Si l’on veut trouver une réserve, elle tient peut-être à la transparence même de la fable : le destin de Victoria paraît écrit d’avance, et certains spectateurs d’aujourd’hui pourraient y voir un excès de fatalisme. Mais ce serait méconnaître la logique profonde du film, qui ne cherche pas à surprendre par des rebondissements mais à creuser inlassablement la même idée : l’art absolu ne tolère ni compromis ni partage. Cette rigueur narrative, loin d’être une faiblesse, confère au récit sa dimension tragique et sa force de rémanence.


Dans l’histoire du cinéma, Les Chaussons rouges reste une pierre singulière, non seulement parce qu’il a influencé la représentation de la danse à l’écran, mais aussi parce qu’il interroge avec une acuité rare la nature même de la création. Il annonce les recherches ultérieures sur l’espace filmique, sur la possibilité d’un langage purement visuel et musical, sans cesser d’émouvoir par la limpidité de son drame.

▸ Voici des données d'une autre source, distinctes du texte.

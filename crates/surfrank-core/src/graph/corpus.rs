//! Immutable page-link graph

use crate::error::{Result, SurfRankError};
use std::collections::{BTreeMap, BTreeSet, HashMap};

/// Directed hyperlink graph over a corpus of pages.
///
/// Pages are interned into dense indices in sorted identifier order, so every
/// traversal of the graph is deterministic. The constructor drops self-links
/// and links to pages that are not part of the corpus: every outbound target
/// is guaranteed to be a page of the graph.
#[derive(Debug, Clone, Default)]
pub struct CorpusGraph {
    pages: Vec<String>,
    index: HashMap<String, usize>,
    outbound: Vec<Vec<usize>>,
    inbound: Vec<Vec<usize>>,
    dangling: Vec<usize>,
}

impl CorpusGraph {
    /// Build a graph from `(page, outbound links)` pairs.
    ///
    /// Repeated pages have their link sets merged.
    pub fn from_links<I, P, L, T>(links: I) -> Self
    where
        I: IntoIterator<Item = (P, L)>,
        P: Into<String>,
        L: IntoIterator<Item = T>,
        T: Into<String>,
    {
        let mut raw: BTreeMap<String, BTreeSet<String>> = BTreeMap::new();
        for (page, targets) in links {
            raw.entry(page.into())
                .or_default()
                .extend(targets.into_iter().map(Into::into));
        }

        let pages: Vec<String> = raw.keys().cloned().collect();
        let index: HashMap<String, usize> = pages
            .iter()
            .enumerate()
            .map(|(i, p)| (p.clone(), i))
            .collect();

        let mut outbound = Vec::with_capacity(pages.len());
        let mut dropped = 0usize;
        for (source, targets) in &raw {
            let mut resolved = Vec::with_capacity(targets.len());
            for target in targets {
                match index.get(target) {
                    Some(&t) if target != source => resolved.push(t),
                    _ => dropped += 1,
                }
            }
            outbound.push(resolved);
        }

        let mut inbound = vec![Vec::new(); pages.len()];
        for (source, targets) in outbound.iter().enumerate() {
            for &target in targets {
                inbound[target].push(source);
            }
        }

        let dangling = outbound
            .iter()
            .enumerate()
            .filter(|(_, targets)| targets.is_empty())
            .map(|(i, _)| i)
            .collect::<Vec<_>>();

        if dropped > 0 {
            tracing::debug!(dropped, "Dropped self-links and links outside the corpus");
        }

        Self {
            pages,
            index,
            outbound,
            inbound,
            dangling,
        }
    }

    /// Number of pages in the corpus
    pub fn len(&self) -> usize {
        self.pages.len()
    }

    pub fn is_empty(&self) -> bool {
        self.pages.is_empty()
    }

    /// Total number of links between corpus pages
    pub fn link_count(&self) -> usize {
        self.outbound.iter().map(Vec::len).sum()
    }

    /// Page identifiers in index order
    pub fn pages(&self) -> impl Iterator<Item = &str> + '_ {
        self.pages.iter().map(String::as_str)
    }

    pub fn contains(&self, page: &str) -> bool {
        self.index.contains_key(page)
    }

    pub fn index_of(&self, page: &str) -> Option<usize> {
        self.index.get(page).copied()
    }

    /// Identifier of the page at `idx`
    pub fn page(&self, idx: usize) -> &str {
        &self.pages[idx]
    }

    /// Outbound links of a page, or `None` if the page is not in the corpus
    pub fn outbound(&self, page: &str) -> Option<impl Iterator<Item = &str> + '_> {
        let idx = self.index_of(page)?;
        Some(self.outbound[idx].iter().map(move |&t| self.page(t)))
    }

    pub fn outbound_indices(&self, idx: usize) -> &[usize] {
        &self.outbound[idx]
    }

    pub fn inbound_indices(&self, idx: usize) -> &[usize] {
        &self.inbound[idx]
    }

    pub fn out_degree(&self, idx: usize) -> usize {
        self.outbound[idx].len()
    }

    /// Pages without outbound links
    pub fn dangling_indices(&self) -> &[usize] {
        &self.dangling
    }

    pub fn is_dangling(&self, idx: usize) -> bool {
        self.outbound[idx].is_empty()
    }

    /// Resolve a page identifier, failing if it is not part of the corpus
    pub fn require(&self, page: &str) -> Result<usize> {
        self.index_of(page)
            .ok_or_else(|| SurfRankError::PageNotFound(page.to_string()))
    }

    /// Fail with `InvalidInput` on an empty corpus
    pub fn ensure_non_empty(&self) -> Result<()> {
        if self.is_empty() {
            return Err(SurfRankError::InvalidInput(
                "corpus must contain at least one page".to_string(),
            ));
        }
        Ok(())
    }

    /// Owned copy of the link mapping, keyed and ordered by page identifier
    pub fn to_links(&self) -> BTreeMap<String, BTreeSet<String>> {
        self.pages
            .iter()
            .zip(&self.outbound)
            .map(|(page, targets)| {
                let set = targets.iter().map(|&t| self.pages[t].clone()).collect();
                (page.clone(), set)
            })
            .collect()
    }
}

À la fin, lorsque Victoria court vers sa chute, le film atteint une intensité qui n’est plus de l’ordre du spectacle, mais de l’expérience sensorielle. Ce n’est pas la mort que l’on voit, c’est la dissolution d’un corps dans le rythme qu’il servait, la victoire paradoxale de l’art sur la vie. On quitte la salle avec l’impression d’avoir assisté à quelque chose qui nous a regardés autant que nous l’avons regardé : une œuvre qui, comme les chaussons du titre, continue de danser longtemps après que la musique s’est tue.